Le bruit de ma porte qui s’ouvre est mon réveille-matin. Je me dégage de mon amas de couvertures et me dirige d’un pas endormi vers le couloir. La journée avance, je mange et tourne en rond.  Je suis impatiente de revoir Peter. Je pense souvent à lui et j’espère qu’il pense à moi. C’est peut-être prétentieux, mais il est le seul qui me regarde, littéralement. La petite musique, qui indique que la porte extérieure est déverrouillée, se fait entendre. Toutes les filles se précipitent vers celle-ci et je me fais bousculer entre une grande aux cheveux blonds et une mince écrasée à son tour contre le mur par mon poids. Je plisse les yeux lorsque j’arrive dehors et que le soleil me brûle l’iris.

En me dirigeant vers mon endroit favori de la cour, je sens un truc me passer sur les pieds. Quand je baisse les yeux, je vois que quelque chose de coloré s’est posé sur mon pied. En l’attrapant, je réalise que ça bouge. Je lâche un cri étouffé pour ne pas me faire avertir par les gardiens de la cour et l’observe attentivement. Ce n’est pas plus gros que le bout de mes doigts et il possède de grandes ailes nuancées de couleurs vives. Je suis étonnée de voir un être vivant autre que ceux qui vivent ici, avec moi. Ils n’arrêtent pas de nous raconter que nous sommes les seuls vivants suite à cette apocalypse il y a de ça douze ans. Chaque année, nous ajoutons une minute à notre temps à l’extérieur afin de tester graduellement la qualité de l’air. Les dirigeants nous disent que nous avons eu de la chance mais je ne me rappelle de rien, comme tout le monde. Je me suis seulement réveillée dans cet endroit remplit de règles lorsque j’avais 12 ans. Peter et moi sommes amis depuis ce temps.
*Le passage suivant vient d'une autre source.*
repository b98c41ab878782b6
//! In-memory store implementation for testing.
//!
//! Mirrors the PostgreSQL semantics: the order commit holds the write
//! lock for the whole check-and-apply, so concurrent checkouts observe
//! the same conditional-decrement behavior as the SQL `UPDATE … WHERE
//! stock >= n`.

use std::collections::HashMap;
use std::sync::Arc;

use async_trait::async_trait;
use chrono::{DateTime, Utc};
use common::{AccountId, CustomerId, NotificationId, OrderId, ProductId};
use tokio::sync::RwLock;

use crate::error::{Result, StoreError};
use crate::records::{
    CustomerRecord, NewCustomer, NewNotification, NewOrder, NewOrderLine, NewProduct,
    NotificationRecord, OrderLineRecord, OrderRecord, OrderStatus, ProductRecord,
};
use crate::store::{CatalogStore, CustomerStore, NotificationStore, OrderStore};

#[derive(Default)]
struct Inner {
    products: HashMap<i64, ProductRecord>,
    customers: HashMap<i64, CustomerRecord>,
    orders: HashMap<i64, OrderRecord>,
    notifications: HashMap<i64, NotificationRecord>,
    next_product_id: i64,
    next_customer_id: i64,
    next_order_id: i64,
    next_line_id: i64,
    next_notification_id: i64,
}

/// In-memory store with the same trait surface as [`crate::PostgresStore`].
#[derive(Clone, Default)]
pub struct InMemoryStore {
    inner: Arc<RwLock<Inner>>,
}

impl InMemoryStore {
    /// Creates a new empty in-memory store.
    pub fn new() -> Self {
        Self::default()
    }
}

fn newest_first(records: &mut [NotificationRecord]) {
    records.sort_by(|a, b| {
        b.created_at
            .cmp(&a.created_at)
            .then(b.id.as_i64().cmp(&a.id.as_i64()))
    });
}

#[async_trait]
impl CatalogStore for InMemoryStore {
    async fn insert_product(&self, product: NewProduct) -> Result<ProductRecord> {
        let mut inner = self.inner.write().await;
        inner.next_product_id += 1;
        let record = ProductRecord {
            id: ProductId::new(inner.next_product_id),
            name: product.name,
            description: product.description,
            price: product.price,
            stock: product.stock,
            category: product.category,
            created_at: Utc::now(),
        };
        inner.products.insert(record.id.as_i64(), record.clone());
        Ok(record)
    }

    async fn get_product(&self, id: ProductId) -> Result<Option<ProductRecord>> {
        Ok(self.inner.read().await.products.get(&id.as_i64()).cloned())
    }

    async fn list_products(&self) -> Result<Vec<ProductRecord>> {
        let inner = self.inner.read().await;
        let mut products: Vec<_> = inner.products.values().cloned().collect();
        products.sort_by_key(|p| p.id.as_i64());
        Ok(products)
    }
}

#[async_trait]
impl CustomerStore for InMemoryStore {
    async fn insert_customer(&self, customer: NewCustomer) -> Result<CustomerRecord> {
        let mut inner = self.inner.write().await;
        inner.next_customer_id += 1;
        let record = CustomerRecord {
            id: CustomerId::new(inner.next_customer_id),
            account_id: customer.account_id,
            first_name: customer.first_name,
            last_name: customer.last_name,
            email: customer.email,
            address: customer.address,
        };
        inner.customers.insert(record.id.as_i64(), record.clone());
        Ok(record)
    }

    async fn customer_by_account(&self, account_id: AccountId) -> Result<Option<CustomerRecord>> {
        let inner = self.inner.read().await;
        Ok(inner
            .customers
            .values()
            .find(|c| c.account_id == account_id)
            .cloned())
    }

    async fn customer_by_id(&self, id: CustomerId) -> Result<Option<CustomerRecord>> {
        Ok(self.inner.read().await.customers.get(&id.as_i64()).cloned())
    }
}

#[async_trait]
impl OrderStore for InMemoryStore {
    async fn create_order(&self, order: NewOrder) -> Result<OrderRecord> {
        let mut inner = self.inner.write().await;

        // Check every line before touching any stock so a late conflict
        // leaves earlier products untouched, like a rolled-back
        // transaction. A missing product behaves like exhausted stock,
        // matching the zero-affected-rows outcome of the SQL decrement.
        for line in &order.lines {
            let available = inner
                .products
                .get(&line.product_id.as_i64())
                .map(|p| p.stock)
                .unwrap_or(0);
            if available < i64::from(line.quantity) {
                return Err(StoreError::StockConflict {
                    product_id: line.product_id,
                });
            }
        }

        for line in &order.lines {
            if let Some(product) = inner.products.get_mut(&line.product_id.as_i64()) {
                product.stock -= i64::from(line.quantity);
            }
        }

        inner.next_order_id += 1;
        let order_id = OrderId::new(inner.next_order_id);
        let mut lines = Vec::with_capacity(order.lines.len());
        for line in &order.lines {
            inner.next_line_id += 1;
            let product_name = inner
                .products
                .get(&line.product_id.as_i64())
                .map(|p| p.name.clone());
            lines.push(OrderLineRecord {
                id: inner.next_line_id,
                product_id: line.product_id,
                product_name,
                quantity: line.quantity,
                unit_price: line.unit_price,
                line_total: line.line_total(),
            });
        }

        let record = OrderRecord {
            id: order_id,
            customer_id: order.customer_id,
            order_date: Utc::now(),
            total: order.total,
            status: OrderStatus::Pending,
            shipping_address: order.shipping_address,
            lines,
        };
        inner.orders.insert(order_id.as_i64(), record.clone());
        Ok(record)
    }

    async fn get_order(&self, id: OrderId) -> Result<Option<OrderRecord>> {
        Ok(self.inner.read().await.orders.get(&id.as_i64()).cloned())
    }

    async fn list_orders(&self) -> Result<Vec<OrderRecord>> {
        let inner = self.inner.read().await;
        let mut orders: Vec<_> = inner.orders.values().cloned().collect();
        orders.sort_by(|a, b| {
            b.order_date
                .cmp(&a.order_date)
                .then(b.id.as_i64().cmp(&a.id.as_i64()))
        });
        Ok(orders)
    }

    async fn orders_for_customer(&self, customer_id: CustomerId) -> Result<Vec<OrderRecord>> {
        let mut orders = self.list_orders().await?;
        orders.retain(|o| o.customer_id == customer_id);
        Ok(orders)
    }

    async fn update_status(
        &self,
        id: OrderId,
        status: OrderStatus,
    ) -> Result<Option<OrderRecord>> {
        let mut inner = self.inner.write().await;
        match inner.orders.get_mut(&id.as_i64()) {
            Some(order) => {
                order.status = status;
                Ok(Some(order.clone()))
            }
            None => Ok(None),
        }
    }

    async fn delete_order(&self, id: OrderId) -> Result<bool> {
        Ok(self.inner.write().await.orders.remove(&id.as_i64()).is_some())
    }
}

#[async_trait]
impl NotificationStore for InMemoryStore {
    async fn create_notification(
        &self,
        notification: NewNotification,
    ) -> Result<NotificationRecord> {
        let mut inner = self.inner.write().await;
        inner.next_notification_id += 1;
        let record = NotificationRecord {
            id: NotificationId::new(inner.next_notification_id),
            kind: notification.kind,
            title: notification.title,
            message: notification.message,
            order_id: notification.order_id,
            customer_id: notification.customer_id,
            customer_email: notification.customer_email,
            is_read: false,
            created_at: notification.created_at,
            sent_at: None,
        };
        inner
            .notifications
            .insert(record.id.as_i64(), record.clone());
        Ok(record)
    }

    async fn get_notification(&self, id: NotificationId) -> Result<Option<NotificationRecord>> {
        Ok(self
            .inner
            .read()
            .await
            .notifications
            .get(&id.as_i64())
            .cloned())
    }

    async fn list_notifications(&self) -> Result<Vec<NotificationRecord>> {
        let inner = self.inner.read().await;
        let mut records: Vec<_> = inner.notifications.values().cloned().collect();
        newest_first(&mut records);
        Ok(records)
    }

    async fn notifications_for_customer(
        &self,
        customer_id: CustomerId,
    ) -> Result<Vec<NotificationRecord>> {
        let mut records = self.list_notifications().await?;
        records.retain(|n| n.customer_id == Some(customer_id));
        Ok(records)
    }

    async fn unread_notifications(
        &self,
        customer_id: Option<CustomerId>,
    ) -> Result<Vec<NotificationRecord>> {
        let mut records = self.list_notifications().await?;
        records.retain(|n| !n.is_read);
        if let Some(customer_id) = customer_id {
            records.retain(|n| n.customer_id == Some(customer_id));
        }
        Ok(records)
    }

    async fn unread_count(&self) -> Result<i64> {
        let inner = self.inner.read().await;
        Ok(inner.notifications.values().filter(|n| !n.is_read).count() as i64)
    }

    async fn mark_read(&self, id: NotificationId) -> Result<bool> {
        let mut inner = self.inner.write().await;
        match inner.notifications.get_mut(&id.as_i64()) {
            Some(notification) => {
                notification.is_read = true;
                Ok(true)
            }
            None => Ok(false),
        }
    }

    async fn mark_all_read(&self, customer_id: CustomerId) -> Result<u64> {
        let mut inner = self.inner.write().await;
        let mut updated = 0;
        for notification in inner.notifications.values_mut() {
            if notification.customer_id == Some(customer_id) && !notification.is_read {
                notification.is_read = true;
                updated += 1;
            }
        }
        Ok(updated)
    }

    async fn mark_sent(&self, id: NotificationId, at: DateTime<Utc>) -> Result<bool> {
        let mut inner = self.inner.write().await;
        match inner.notifications.get_mut(&id.as_i64()) {
            Some(notification) => {
                notification.sent_at = Some(at);
                Ok(true)
            }
            None => Ok(false),
        }
    }

    async fn unsent_notifications(&self) -> Result<Vec<NotificationRecord>> {
        let inner = self.inner.read().await;
        let mut records: Vec<_> = inner
            .notifications
            .values()
            .filter(|n| n.sent_at.is_none())
            .cloned()
            .collect();
        records.sort_by(|a, b| {
            a.created_at
                .cmp(&b.created_at)
                .then(a.id.as_i64().cmp(&b.id.as_i64()))
        });
        Ok(records)
    }

    async fn delete_read_older_than(&self, cutoff: DateTime<Utc>) -> Result<u64> {
        let mut inner = self.inner.write().await;
        let before = inner.notifications.len();
        inner
            .notifications
            .retain(|_, n| !(n.is_read && n.created_at < cutoff));
        Ok((before - inner.notifications.len()) as u64)
    }
}
//! Wire view of a stored notification.

use chrono::{DateTime, Utc};
use common::{CustomerId, NotificationId, OrderId};
use datastore::NotificationRecord;
use serde::Serialize;

/// Notification as sent to HTTP and WebSocket clients.
#[derive(Debug, Clone, PartialEq, Eq, Serialize)]
#[serde(rename_all = "camelCase")]
pub struct NotificationView {
    pub id: NotificationId,
    #[serde(rename = "type")]
    pub kind: String,
    pub title: String,
    pub message: String,
    pub order_id: Option<OrderId>,
    pub customer_id: Option<CustomerId>,
    pub customer_email: Option<String>,
    pub is_read: bool,
    pub created_at: DateTime<Utc>,
    pub sent_at: Option<DateTime<Utc>>,
}

impl From<NotificationRecord> for NotificationView {
    fn from(record: NotificationRecord) -> Self {
        Self {
            id: record.id,
            kind: record.kind,
            title: record.title,
            message: record.message,
            order_id: record.order_id,
            customer_id: record.customer_id,
            customer_email: record.customer_email,
            is_read: record.is_read,
            created_at: record.created_at,
            sent_at: record.sent_at,
        }
    }
}
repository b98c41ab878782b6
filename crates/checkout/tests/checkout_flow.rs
//! End-to-end checkout pipeline tests over the in-memory store.

use std::sync::Arc;

use checkout::{
    CartItem, CheckoutError, CheckoutService, PlaceOrderRequest, RecordingNotificationSender,
};
use common::{AccountId, Identity, Money, ProductId, Role};
use datastore::{CatalogStore, CustomerStore, InMemoryStore, NewCustomer, NewProduct};

struct Shop {
    service: Arc<CheckoutService<InMemoryStore, RecordingNotificationSender>>,
    store: Arc<InMemoryStore>,
    notifier: Arc<RecordingNotificationSender>,
}

async fn shop() -> Shop {
    let store = Arc::new(InMemoryStore::new());
    let notifier = Arc::new(RecordingNotificationSender::new());
    Shop {
        service: Arc::new(CheckoutService::new(store.clone(), notifier.clone())),
        store,
        notifier,
    }
}

async fn seed_customer(store: &InMemoryStore, account: i64, first: &str) {
    store
        .insert_customer(NewCustomer {
            account_id: AccountId::new(account),
            first_name: first.to_string(),
            last_name: "Example".to_string(),
            email: format!("{}@example.com", first.to_lowercase()),
            address: None,
        })
        .await
        .unwrap();
}

async fn seed_product(store: &InMemoryStore, name: &str, stock: i64, cents: i64) -> ProductId {
    store
        .insert_product(NewProduct {
            name: name.to_string(),
            description: None,
            price: Money::from_cents(cents),
            stock,
            category: None,
        })
        .await
        .unwrap()
        .id
}

fn cart(items: Vec<(ProductId, u32)>) -> PlaceOrderRequest {
    PlaceOrderRequest {
        shipping_address: Some("1 Test Lane".to_string()),
        order_details: items
            .into_iter()
            .map(|(product_id, quantity)| CartItem {
                product_id,
                quantity,
            })
            .collect(),
    }
}

#[tokio::test]
async fn multi_line_order_totals_are_the_sum_of_line_totals() {
    let shop = shop().await;
    seed_customer(&shop.store, 1, "Ada").await;
    let widget = seed_product(&shop.store, "Widget", 10, 250).await;
    let gadget = seed_product(&shop.store, "Gadget", 10, 1099).await;

    let order = shop
        .service
        .place_order(AccountId::new(1), cart(vec![(widget, 2), (gadget, 3)]))
        .await
        .unwrap();

    let line_sum: i64 = order.order_details.iter().map(|l| l.line_total_cents).sum();
    assert_eq!(order.total_cents, line_sum);
    assert_eq!(order.total_cents, 2 * 250 + 3 * 1099);
}

#[tokio::test]
async fn two_concurrent_orders_for_scarce_stock() {
    // Stock 5, two concurrent orders of 3: exactly one commits and the
    // shelf ends at 2.
    let shop = shop().await;
    seed_customer(&shop.store, 1, "Ada").await;
    seed_customer(&shop.store, 2, "Bob").await;
    let scarce = seed_product(&shop.store, "Scarce", 5, 100).await;

    let s1 = shop.service.clone();
    let s2 = shop.service.clone();
    let (ra, rb) = tokio::join!(
        s1.place_order(AccountId::new(1), cart(vec![(scarce, 3)])),
        s2.place_order(AccountId::new(2), cart(vec![(scarce, 3)])),
    );

    let successes = [&ra, &rb].iter().filter(|r| r.is_ok()).count();
    assert_eq!(successes, 1);
    let loser = if ra.is_err() { ra } else { rb };
    assert!(matches!(
        loser,
        Err(CheckoutError::InsufficientStock { .. })
    ));

    let stock = shop.store.get_product(scarce).await.unwrap().unwrap().stock;
    assert_eq!(stock, 2);

    // Only the committed order was announced.
    assert_eq!(shop.notifier.notices().await.len(), 1);
}

#[tokio::test]
async fn placement_failures_leave_no_trace() {
    let shop = shop().await;
    seed_customer(&shop.store, 1, "Ada").await;
    let widget = seed_product(&shop.store, "Widget", 1, 100).await;

    let err = shop
        .service
        .place_order(AccountId::new(1), cart(vec![(widget, 5)]))
        .await
        .unwrap_err();
    assert!(matches!(err, CheckoutError::InsufficientStock { .. }));

    let admin = Identity::new(AccountId::new(99), Role::Admin);
    assert!(shop.service.list_orders(&admin).await.unwrap().is_empty());
    assert!(shop.notifier.notices().await.is_empty());
    assert_eq!(
        shop.store.get_product(widget).await.unwrap().unwrap().stock,
        1
    );
}
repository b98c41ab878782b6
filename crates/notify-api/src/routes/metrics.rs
//! Prometheus metrics endpoint.

use axum::extract::State;
use axum::http::StatusCode;
use axum::response::IntoResponse;
use metrics_exporter_prometheus::PrometheusHandle;

/// GET /metrics — returns Prometheus-formatted metrics.
pub async fn get(State(handle): State<PrometheusHandle>) -> impl IntoResponse {
    (
        StatusCode::OK,
        [(
            axum::http::header::CONTENT_TYPE,
            "text/plain; version=0.0.4; charset=utf-8",
        )],
        handle.render(),
    )
}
Nous nous sommes rencontrés le jour où il s’est électrocuté sur la barrière de la cour et qu’il a atterri à l’infirmerie où je faisais le ménage. Nous avons discuté pendant plusieurs minutes alors qu’il attendait l’infirmière et depuis ce temps, il passe tous ses douze minutes avec moi, près de l’arbre. Nous ne parlons pas beaucoup, mais ce n’est pas comme si nos journées étaient remplies de mésaventures.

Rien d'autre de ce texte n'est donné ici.